(Dataset entries)
+ + +

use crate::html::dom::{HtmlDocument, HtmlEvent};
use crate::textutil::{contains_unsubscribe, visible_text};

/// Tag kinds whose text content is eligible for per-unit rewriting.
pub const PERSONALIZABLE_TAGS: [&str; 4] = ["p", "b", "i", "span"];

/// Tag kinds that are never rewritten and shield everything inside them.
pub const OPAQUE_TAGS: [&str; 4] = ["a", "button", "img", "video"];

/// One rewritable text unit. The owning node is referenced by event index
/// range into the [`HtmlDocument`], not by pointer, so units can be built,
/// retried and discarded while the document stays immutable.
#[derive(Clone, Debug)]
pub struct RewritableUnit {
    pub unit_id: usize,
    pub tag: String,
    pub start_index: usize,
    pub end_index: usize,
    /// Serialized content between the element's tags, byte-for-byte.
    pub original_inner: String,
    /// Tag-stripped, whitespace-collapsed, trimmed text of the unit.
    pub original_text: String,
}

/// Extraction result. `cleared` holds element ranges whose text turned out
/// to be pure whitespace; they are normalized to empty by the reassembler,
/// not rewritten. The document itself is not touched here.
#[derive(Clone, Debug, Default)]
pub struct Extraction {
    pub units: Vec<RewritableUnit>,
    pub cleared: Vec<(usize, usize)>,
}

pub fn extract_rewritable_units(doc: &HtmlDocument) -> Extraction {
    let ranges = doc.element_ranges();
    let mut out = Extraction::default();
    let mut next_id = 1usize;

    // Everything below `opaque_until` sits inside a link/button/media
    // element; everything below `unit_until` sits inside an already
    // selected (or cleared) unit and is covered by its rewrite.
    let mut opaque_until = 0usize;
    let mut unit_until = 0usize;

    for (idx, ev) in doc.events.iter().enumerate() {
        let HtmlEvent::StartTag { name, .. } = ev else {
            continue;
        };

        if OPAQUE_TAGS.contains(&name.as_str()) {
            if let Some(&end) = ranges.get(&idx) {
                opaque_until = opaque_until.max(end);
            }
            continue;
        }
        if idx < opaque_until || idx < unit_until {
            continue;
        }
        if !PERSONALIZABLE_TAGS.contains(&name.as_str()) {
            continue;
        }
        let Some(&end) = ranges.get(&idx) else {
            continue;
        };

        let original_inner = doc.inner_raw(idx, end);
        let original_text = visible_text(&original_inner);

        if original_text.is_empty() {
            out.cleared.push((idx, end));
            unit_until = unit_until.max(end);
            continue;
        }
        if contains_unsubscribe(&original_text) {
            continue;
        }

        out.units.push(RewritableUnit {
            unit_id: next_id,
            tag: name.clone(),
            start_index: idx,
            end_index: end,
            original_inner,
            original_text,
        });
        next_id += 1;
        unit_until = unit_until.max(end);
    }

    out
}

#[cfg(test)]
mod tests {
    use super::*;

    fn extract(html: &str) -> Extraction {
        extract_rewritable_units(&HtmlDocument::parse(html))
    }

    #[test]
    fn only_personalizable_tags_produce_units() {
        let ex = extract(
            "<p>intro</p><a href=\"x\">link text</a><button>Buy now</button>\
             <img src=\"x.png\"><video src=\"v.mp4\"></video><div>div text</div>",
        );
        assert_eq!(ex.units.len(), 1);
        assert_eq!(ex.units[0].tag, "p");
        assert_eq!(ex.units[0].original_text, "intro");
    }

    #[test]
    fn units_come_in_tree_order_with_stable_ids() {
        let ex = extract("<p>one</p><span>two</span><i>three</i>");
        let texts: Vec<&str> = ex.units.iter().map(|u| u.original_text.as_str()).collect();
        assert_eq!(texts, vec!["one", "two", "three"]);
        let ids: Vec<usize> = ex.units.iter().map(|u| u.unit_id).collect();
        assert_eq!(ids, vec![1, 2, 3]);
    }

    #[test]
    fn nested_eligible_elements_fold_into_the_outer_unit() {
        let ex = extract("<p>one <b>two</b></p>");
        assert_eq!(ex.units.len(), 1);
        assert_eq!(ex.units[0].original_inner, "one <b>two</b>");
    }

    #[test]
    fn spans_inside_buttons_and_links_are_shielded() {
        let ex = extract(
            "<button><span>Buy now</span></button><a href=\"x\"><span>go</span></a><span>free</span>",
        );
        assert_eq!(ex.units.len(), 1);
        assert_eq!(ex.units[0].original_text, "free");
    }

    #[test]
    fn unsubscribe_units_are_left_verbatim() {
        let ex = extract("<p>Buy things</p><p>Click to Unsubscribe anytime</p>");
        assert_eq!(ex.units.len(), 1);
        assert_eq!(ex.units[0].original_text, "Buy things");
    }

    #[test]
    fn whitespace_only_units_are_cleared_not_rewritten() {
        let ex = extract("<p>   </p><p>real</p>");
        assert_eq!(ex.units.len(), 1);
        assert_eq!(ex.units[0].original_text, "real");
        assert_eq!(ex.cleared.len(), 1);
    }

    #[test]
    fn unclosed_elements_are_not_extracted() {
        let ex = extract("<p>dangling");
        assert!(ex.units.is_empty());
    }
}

+ + +

Exercise details =
Every single line in the records above must be written out exactly.

Answer section =
use crate::html::dom::{HtmlDocument, HtmlEvent};
use crate::textutil::{contains_unsubscribe, visible_text};

/// Tag kinds whose text content is eligible for per-unit rewriting.
pub const PERSONALIZABLE_TAGS: [&str; 4] = ["p", "b", "i", "span"];

/// Tag kinds that are never rewritten and shield everything inside them.
pub const OPAQUE_TAGS: [&str; 4] = ["a", "button", "img", "video"];

/// One rewritable text unit. The owning node is referenced by event index
/// range into the [`HtmlDocument`], not by pointer, so units can be built,
/// retried and discarded while the document stays immutable.
#[derive(Clone, Debug)]
pub struct RewritableUnit {
    pub unit_id: usize,
    pub tag: String,
    pub start_index: usize,
    pub end_index: usize,
    /// Serialized content between the element's tags, byte-for-byte.
    pub original_inner: String,
    /// Tag-stripped, whitespace-collapsed, trimmed text of the unit.
    pub original_text: String,
}

/// Extraction result. `cleared` holds element ranges whose text turned out
/// to be pure whitespace; they are normalized to empty by the reassembler,
/// not rewritten. The document itself is not touched here.
#[derive(Clone, Debug, Default)]
pub struct Extraction {
    pub units: Vec<RewritableUnit>,
    pub cleared: Vec<(usize, usize)>,
}

pub fn extract_rewritable_units(doc: &HtmlDocument) -> Extraction {
    let ranges = doc.element_ranges();
    let mut out = Extraction::default();
    let mut next_id = 1usize;

    // Everything below `opaque_until` sits inside a link/button/media
    // element; everything below `unit_until` sits inside an already
    // selected (or cleared) unit and is covered by its rewrite.
    let mut opaque_until = 0usize;
    let mut unit_until = 0usize;

    for (idx, ev) in doc.events.iter().enumerate() {
        let HtmlEvent::StartTag { name, .. } = ev else {
            continue;
        };

        if OPAQUE_TAGS.contains(&name.as_str()) {
            if let Some(&end) = ranges.get(&idx) {
                opaque_until = opaque_until.max(end);
            }
            continue;
        }
        if idx < opaque_until || idx < unit_until {
            continue;
        }
        if !PERSONALIZABLE_TAGS.contains(&name.as_str()) {
            continue;
        }
        let Some(&end) = ranges.get(&idx) else {
            continue;
        };

        let original_inner = doc.inner_raw(idx, end);
        let original_text = visible_text(&original_inner);

        if original_text.is_empty() {
            out.cleared.push((idx, end));
            unit_until = unit_until.max(end);
            continue;
        }
        if contains_unsubscribe(&original_text) {
            continue;
        }

        out.units.push(RewritableUnit {
            unit_id: next_id,
            tag: name.clone(),
            start_index: idx,
            end_index: end,
            original_inner,
            original_text,
        });
        next_id += 1;
        unit_until = unit_until.max(end);
    }

    out
}

#[cfg(test)]
mod tests {
    use super::*;

    fn extract(html: &str) -> Extraction {
        extract_rewritable_units(&HtmlDocument::parse(html))
    }

    #[test]
    fn only_personalizable_tags_produce_units() {
        let ex = extract(
            "<p>intro</p><a href=\"x\">link text</a><button>Buy now</button>\
             <img src=\"x.png\"><video src=\"v.mp4\"></video><div>div text</div>",
        );
        assert_eq!(ex.units.len(), 1);
        assert_eq!(ex.units[0].tag, "p");
        assert_eq!(ex.units[0].original_text, "intro");
    }

    #[test]
    fn units_come_in_tree_order_with_stable_ids() {
        let ex = extract("<p>one</p><span>two</span><i>three</i>");
        let texts: Vec<&str> = ex.units.iter().map(|u| u.original_text.as_str()).collect();
        assert_eq!(texts, vec!["one", "two", "three"]);
        let ids: Vec<usize> = ex.units.iter().map(|u| u.unit_id).collect();
        assert_eq!(ids, vec![1, 2, 3]);
    }

    #[test]
    fn nested_eligible_elements_fold_into_the_outer_unit() {
        let ex = extract("<p>one <b>two</b></p>");
        assert_eq!(ex.units.len(), 1);
        assert_eq!(ex.units[0].original_inner, "one <b>two</b>");
    }

    #[test]
    fn spans_inside_buttons_and_links_are_shielded() {
        let ex = extract(
            "<button><span>Buy now</span></button><a href=\"x\"><span>go</span></a><span>free</span>",
        );
        assert_eq!(ex.units.len(), 1);
        assert_eq!(ex.units[0].original_text, "free");
    }

    #[test]
    fn unsubscribe_units_are_left_verbatim() {
        let ex = extract("<p>Buy things</p><p>Click to Unsubscribe anytime</p>");
        assert_eq!(ex.units.len(), 1);
        assert_eq!(ex.units[0].original_text, "Buy things");
    }

    #[test]
    fn whitespace_only_units_are_cleared_not_rewritten() {
        let ex = extract("<p>   </p><p>real</p>");
        assert_eq!(ex.units.len(), 1);
        assert_eq!(ex.units[0].original_text, "real");
        assert_eq!(ex.cleared.len(), 1);
    }

    #[test]
    fn unclosed_elements_are_not_extracted() {
        let ex = extract("<p>dangling");
        assert!(ex.units.is_empty());
    }
}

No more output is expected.